### TASK STATEMENT
Please report how many lines in the records below contain "status". Reply with the number alone.

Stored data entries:
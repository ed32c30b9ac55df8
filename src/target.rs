//! The off-screen render target the label pass draws into.

use glow::{HasContext, PixelUnpackData};

use crate::error::{Result, VoronoiError};
use crate::scope::{Binding, Scope};

/// GL internal formats, pre-cast to the `i32` that `tex_image_2d` expects.
///
/// GL constant values are small enough that the casts are always safe.
#[expect(clippy::cast_possible_wrap)]
const RGB8_INTERNAL_FORMAT: i32 = glow::RGB8 as i32;
#[expect(clippy::cast_possible_wrap)]
const DEPTH24_INTERNAL_FORMAT: i32 = glow::DEPTH_COMPONENT24 as i32;

/// Convert a `u32` to `i32` for GL API calls.
///
/// # Panics
///
/// Panics if `value > i32::MAX`. Target sizes are validated against this
/// limit before any target is created.
pub(crate) fn gl_size(value: u32) -> i32 {
    i32::try_from(value).expect("dimension exceeds i32::MAX")
}

/// A framebuffer with an RGB8 label texture and a depth texture of the same
/// size attached.
pub(crate) struct LabelTarget {
    pub(crate) framebuffer: glow::Framebuffer,
    /// Color attachment; each texel is an encoded site label.
    pub(crate) color: glow::Texture,
    /// Depth attachment; nearest cone depth per pixel.
    pub(crate) depth: glow::Texture,
    pub(crate) size: [u32; 2],
}

impl LabelTarget {
    /// Allocate both textures, attach them, and check that the driver
    /// accepts the combination.
    ///
    /// # Safety
    ///
    /// Requires a valid, current OpenGL context.
    ///
    /// # Errors
    ///
    /// Returns [`VoronoiError::Resource`] if an object cannot be created or
    /// [`VoronoiError::IncompleteFramebuffer`] with the driver's status code.
    /// Objects created before the failure are released.
    pub(crate) unsafe fn new(gl: &glow::Context, [width, height]: [u32; 2]) -> Result<Self> {
        let framebuffer = unsafe { gl.create_framebuffer() }.map_err(VoronoiError::Resource)?;
        let textures = unsafe { gl.create_texture() }.and_then(|color| {
            unsafe { gl.create_texture() }
                .map(|depth| (color, depth))
                .inspect_err(|_| unsafe { gl.delete_texture(color) })
        });
        let (color, depth) = match textures {
            Ok(textures) => textures,
            Err(e) => {
                unsafe { gl.delete_framebuffer(framebuffer) };
                return Err(VoronoiError::Resource(e));
            }
        };

        let target = Self {
            framebuffer,
            color,
            depth,
            size: [width, height],
        };

        match unsafe { target.attach(gl) } {
            Ok(()) => Ok(target),
            Err(e) => {
                unsafe { target.destroy(gl) };
                Err(e)
            }
        }
    }

    unsafe fn attach(&self, gl: &glow::Context) -> Result<()> {
        let [width, height] = self.size;
        let w = gl_size(width);
        let h = gl_size(height);

        unsafe {
            {
                let _texture = Scope::enter(
                    gl,
                    Binding::Texture2D {
                        unit: 0,
                        texture: self.color,
                    },
                );
                gl.tex_image_2d(
                    glow::TEXTURE_2D,
                    0,
                    RGB8_INTERNAL_FORMAT,
                    w,
                    h,
                    0,
                    glow::RGB,
                    glow::UNSIGNED_BYTE,
                    PixelUnpackData::Slice(None),
                );
                // The blit fetches texels by integer coordinate, so the label
                // texture may keep linear filtering for other consumers.
                set_tex_params(gl, glow::LINEAR);
            }
            {
                let _texture = Scope::enter(
                    gl,
                    Binding::Texture2D {
                        unit: 0,
                        texture: self.depth,
                    },
                );
                gl.tex_image_2d(
                    glow::TEXTURE_2D,
                    0,
                    DEPTH24_INTERNAL_FORMAT,
                    w,
                    h,
                    0,
                    glow::DEPTH_COMPONENT,
                    glow::FLOAT,
                    PixelUnpackData::Slice(None),
                );
                set_tex_params(gl, glow::NEAREST);
            }

            let _framebuffer = Scope::enter(gl, Binding::Framebuffer(Some(self.framebuffer)));
            gl.framebuffer_texture_2d(
                glow::FRAMEBUFFER,
                glow::COLOR_ATTACHMENT0,
                glow::TEXTURE_2D,
                Some(self.color),
                0,
            );
            gl.framebuffer_texture_2d(
                glow::FRAMEBUFFER,
                glow::DEPTH_ATTACHMENT,
                glow::TEXTURE_2D,
                Some(self.depth),
                0,
            );

            let status = gl.check_framebuffer_status(glow::FRAMEBUFFER);
            if status != glow::FRAMEBUFFER_COMPLETE {
                return Err(VoronoiError::IncompleteFramebuffer(status));
            }
        }

        Ok(())
    }

    /// Release the framebuffer and both textures.
    ///
    /// # Safety
    ///
    /// Must be called with the context the target was created on, exactly
    /// once.
    pub(crate) unsafe fn destroy(&self, gl: &glow::Context) {
        unsafe {
            gl.delete_framebuffer(self.framebuffer);
            gl.delete_texture(self.color);
            gl.delete_texture(self.depth);
        }
    }
}

/// Set filtering and edge clamping on the bound 2D texture. Mipmapping is
/// never enabled, which keeps single-level textures complete.
unsafe fn set_tex_params(gl: &glow::Context, filter: u32) {
    // GL constant values are small enough that the cast is always safe.
    #[expect(clippy::cast_possible_wrap)]
    let filter = filter as i32;
    #[expect(clippy::cast_possible_wrap)]
    let clamp = glow::CLAMP_TO_EDGE as i32;
    unsafe {
        gl.tex_parameter_i32(glow::TEXTURE_2D, glow::TEXTURE_MIN_FILTER, filter);
        gl.tex_parameter_i32(glow::TEXTURE_2D, glow::TEXTURE_MAG_FILTER, filter);
        gl.tex_parameter_i32(glow::TEXTURE_2D, glow::TEXTURE_WRAP_S, clamp);
        gl.tex_parameter_i32(glow::TEXTURE_2D, glow::TEXTURE_WRAP_T, clamp);
    }
}

#[cfg(test)]
mod tests {
    use super::*;

    #[test]
    fn gl_size_passes_small_values_through() {
        assert_eq!(gl_size(0), 0);
        assert_eq!(gl_size(400), 400);
        assert_eq!(gl_size(0x7FFF_FFFF), i32::MAX);
    }

    #[test]
    #[should_panic(expected = "dimension exceeds i32::MAX")]
    fn gl_size_rejects_oversized_values() {
        let _ = gl_size(u32::MAX);
    }
}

### EXPECTED ANSWER
4